I’m very lucky in that Tesco sits next to a canal (The Chelmer and Blackwater Navigation). So I can pop into the supermarket for a quick forage, and then take Molly for a walk. Molly is fine in the van, she just lays on the seat and has a doze. A retired greyhound’s life is a very tiring one.

As luck would have it, we came across a couple of swans on the bank. I’d spent the morning editing a scene where a swan gets caught and my leading lady rescues it. The swan, of course, hisses and fights her – it doesn’t know what’s going on. And wouldn’t you know it, the two swans I came across this afternoon hissed and postured and flapped their wings at poor Molly (who actually would have liked to eat them, I’m sure) which was rather wonderful. I’d forgotten how vicious they can be and to see them so close has really helped me with the scene.
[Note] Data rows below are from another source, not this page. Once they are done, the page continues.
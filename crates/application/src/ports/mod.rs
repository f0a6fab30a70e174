mod block_filter_engine;
mod config_repository;
mod dns_configurator;
mod event_log;
mod upstream_forwarder;

pub use block_filter_engine::{BlockFilterEnginePort, FilterDecision};
pub use config_repository::ConfigRepository;
pub use dns_configurator::DnsConfigurator;
pub use event_log::{EventLogReader, EventSink};
pub use upstream_forwarder::UpstreamForwarder;
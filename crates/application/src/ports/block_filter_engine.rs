use async_trait::async_trait;
use sinkhole_domain::{BlocklistSource, DomainError, LoadReport, LocalDnsRecord};
use std::net::IpAddr;

/// The outcome of a filter check for one domain.
#[derive(Debug, Clone, Copy, PartialEq, Eq)]
pub enum FilterDecision {
    Block,
    Allow,
}

/// Application-layer port for the blocklist engine.
///
/// The implementation lives in the infrastructure layer and is injected at
/// DI time.
///
/// Hot-path methods (`check`, `lookup_local`) are synchronous and lock-free:
/// they read the current snapshots only. Everything that mutates state is
/// async because it persists the configuration or touches the network, and
/// runs serialized behind the engine's write lock.
#[async_trait]
pub trait BlockFilterEnginePort: Send + Sync {
    /// Check whether `domain` is blocked.
    ///
    ///   1. Allowlist exact match  => Allow
    ///   2. Ruleset exact match    => Block
    ///   3. Any ancestor in ruleset => Block
    fn check(&self, domain: &str) -> FilterDecision;

    /// Addresses configured locally for `domain`, if any.
    fn lookup_local(&self, domain: &str) -> Option<Vec<IpAddr>>;

    /// Number of distinct domains in the active ruleset.
    fn compiled_domain_count(&self) -> usize;

    /// Report of the most recent completed load.
    fn last_load_report(&self) -> LoadReport;

    /// Re-read the configuration, load every enabled source and swap the
    /// new ruleset in. Source failures are part of the report; only a fatal
    /// condition (cache directory) is an error.
    async fn reload(&self) -> Result<LoadReport, DomainError>;

    fn list_sources(&self) -> Vec<BlocklistSource>;

    /// Persist the new state of `name`. Takes effect on the next reload.
    async fn toggle_source(&self, name: &str, enabled: bool) -> Result<(), DomainError>;

    async fn add_allowed(&self, domain: &str) -> Result<(), DomainError>;

    async fn remove_allowed(&self, domain: &str) -> Result<(), DomainError>;

    fn list_allowed(&self) -> Vec<String>;

    async fn add_local_record(&self, domain: &str, ip: IpAddr) -> Result<(), DomainError>;

    /// Remove every local record for `domain`.
    async fn remove_local_record(&self, domain: &str) -> Result<(), DomainError>;

    fn list_local_records(&self) -> Vec<LocalDnsRecord>;

    /// Drop all cached downloads so the next reload fetches every source.
    async fn invalidate_cache(&self) -> Result<(), DomainError>;
}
We walked along to Beeleigh Falls (not quite as dramatic as Niagara but it’s close!) and reminisced about a walk along here with Lovely Hubby. That had been at the height of summer and the place was mobbed. Today, I passed a couple of fishermen and a few dog walkers. The sun was shining and people were smiling. Moorhens and ducks glided along the water. I looked for tadpoles (far too early, I know, but I always do) and fought the urge to paddle.

Soon we’ll be able to spread our wings and travel. But I think how lucky I am to have this right on my doorstep.